[Excerpts from a dataset]

//! AsmPrinter: renders an IR tree as TVM assembly text.
//!
//! Nested code blocks print as `KIND {` ... `}` using the frame-kind
//! vocabulary; structural nodes print their arm blocks first and their
//! branch or loop instruction after them, the way the machine consumes
//! continuations from the stack.


use super::block::{
    CodeBlock, Conditional, DataKind, DataPush, FrameKind, Opaque, RepeatLoop, WhileLoop,
};
use super::program::{Function, Program};
use super::visit::Visitor;
use super::{ControlFlow, DebugLoc, GenOpcode, GlobalOp, HardCode, StackOp};

// ─── Configuration ────────────────────────────────────────────────

/// Output style of the printer.
#[derive(Clone, Debug, PartialEq, Eq)]
pub struct PrintConfig {
    /// One level of indentation.
    pub indent: String,
    /// Emit trailing `;comment`s of generic opcodes.
    pub emit_comments: bool,
    /// Emit `.loc file, line` directives.
    pub emit_locations: bool,
}

impl Default for PrintConfig {
    fn default() -> Self {
        Self {
            indent: "\t".to_string(),
            emit_comments: true,
            emit_locations: false,
        }
    }
}

impl PrintConfig {
    pub fn with_indent(mut self, indent: impl Into<String>) -> Self {
        self.indent = indent.into();
        self
    }

    pub fn with_comments(mut self, emit: bool) -> Self {
        self.emit_comments = emit;
        self
    }

    pub fn with_locations(mut self, emit: bool) -> Self {
        self.emit_locations = emit;
        self
    }
}

// ─── Entry Points ─────────────────────────────────────────────────

pub fn print_program(program: &Program, config: &PrintConfig) -> String {
    let mut printer = AsmPrinter::new(config.clone());
    program.accept(&mut printer);
    printer.finish()
}

pub fn print_function(function: &Function, config: &PrintConfig) -> String {
    let mut printer = AsmPrinter::new(config.clone());
    function.accept(&mut printer);
    printer.finish()
}

pub fn print_block(block: &CodeBlock, config: &PrintConfig) -> String {
    let mut printer = AsmPrinter::new(config.clone());
    block.accept(&mut printer);
    printer.finish()
}

// ─── Printer ──────────────────────────────────────────────────────

pub struct AsmPrinter {
    config: PrintConfig,
    lines: Vec<String>,
    depth: usize,
    functions_printed: usize,
}

impl AsmPrinter {
    pub fn new(config: PrintConfig) -> Self {
        Self {
            config,
            lines: Vec::new(),
            depth: 0,
            functions_printed: 0,
        }
    }

    /// The printed text, one instruction per line, newline-terminated.
    pub fn finish(self) -> String {
        let mut out = self.lines.join("\n");
        if !out.is_empty() {
            out.push('\n');
        }
        out
    }

    /// Emit `text`, which may span several lines, at the current depth.
    fn emit(&mut self, text: &str) {
        for line in text.lines() {
            if line.is_empty() {
                self.lines.push(String::new());
            } else {
                let indent = self.config.indent.repeat(self.depth);
                self.lines.push(format!("{}{}", indent, line));
            }
        }
    }

    fn open(&mut self, header: &str) {
        self.emit(&format!("{} {{", header));
        self.depth += 1;
    }

    fn close(&mut self) {
        self.depth = self.depth.saturating_sub(1);
        self.emit("}");
    }

    /// Print `block`'s instructions under `header` instead of its own kind.
    fn emit_body(&mut self, header: &str, block: &CodeBlock) {
        self.open(header);
        for node in block.instructions() {
            node.accept(self);
        }
        self.close();
    }

    fn emit_instruction(&mut self, instruction: String, full: String) {
        if self.config.emit_comments {
            self.emit(&full);
        } else {
            self.emit(&instruction);
        }
    }
}

impl Visitor for AsmPrinter {
    fn visit_loc(&mut self, loc: &DebugLoc) {
        if self.config.emit_locations {
            self.emit(&loc.to_string());
        }
    }

    fn visit_stack(&mut self, op: &StackOp) {
        self.emit(&op.to_string());
    }

    fn visit_glob(&mut self, op: &GlobalOp) {
        self.emit(&op.to_string());
    }

    fn visit_opcode(&mut self, op: &GenOpcode) {
        self.emit_instruction(op.instruction(), op.full_opcode());
    }

    fn visit_hardcode(&mut self, code: &HardCode) {
        for line in code.lines() {
            self.emit(line);
        }
    }

    fn visit_control(&mut self, op: &ControlFlow) {
        self.emit_instruction(op.instruction(), op.full_opcode());
    }

    fn visit_opaque(&mut self, _opaque: &Opaque) -> bool {
        true
    }

    fn visit_data(&mut self, data: &DataPush) -> bool {
        if data.kind() == DataKind::PushSlice {
            self.emit(&format!("PUSHSLICE {}", data.data()));
            return false;
        }
        self.open(data.kind().as_str());
        if !data.data().is_empty() {
            self.emit(&format!(".blob {}", data.data()));
        }
        if let Some(child) = data.child() {
            for node in child.instructions() {
                node.accept(self);
            }
        }
        self.close();
        false
    }

    fn visit_block(&mut self, block: &CodeBlock) -> bool {
        self.open(block.kind().as_str());
        true
    }

    fn end_visit_block(&mut self, _block: &CodeBlock) {
        self.close();
    }

    fn visit_if(&mut self, node: &Conditional) -> bool {
        let arm = node.true_body();
        if let Some(false_body) = node.false_body() {
            arm.accept(self);
            false_body.accept(self);
            self.emit(node.kind().mnemonic());
            return false;
        }
        match arm.kind().branch_kind() {
            // IFREF-style frames already carry the branch
            Some(encoded) if encoded == node.kind() => arm.accept(self),
            // Inverted since construction: the frame's branch is stale
            Some(_) => {
                self.emit_body(FrameKind::PushRefCont.as_str(), arm);
                self.emit(node.kind().mnemonic());
            }
            None => {
                arm.accept(self);
                self.emit(node.kind().mnemonic());
            }
        }
        false
    }

    fn visit_repeat(&mut self, node: &RepeatLoop) -> bool {
        node.body().accept(self);
        self.emit(node.kind().mnemonic());
        false
    }

    fn visit_while(&mut self, node: &WhileLoop) -> bool {
        node.condition().accept(self);
        node.body().accept(self);
        self.emit(node.mnemonic());
        false
    }

    fn visit_function(&mut self, function: &Function) -> bool {
        if self.functions_printed > 0 {
            self.lines.push(String::new());
        }
        self.functions_printed += 1;
        self.emit(&format!("{} {}", function.kind().directive(), function.name()));
        self.depth += 1;
        for node in function.block().instructions() {
            node.accept(self);
        }
        self.depth -= 1;
        false
    }

    fn visit_program(&mut self, program: &Program) -> bool {
        for pragma in program.pragmas() {
            self.emit(&format!(".pragma {}", pragma));
        }
        if !program.pragmas().is_empty() && !program.functions().is_empty() {
            self.lines.push(String::new());
        }
        true
    }
}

- Work to complete:
What is the number of lines in the data that include "super"? Respond with that number and no other text.

- Task response:
4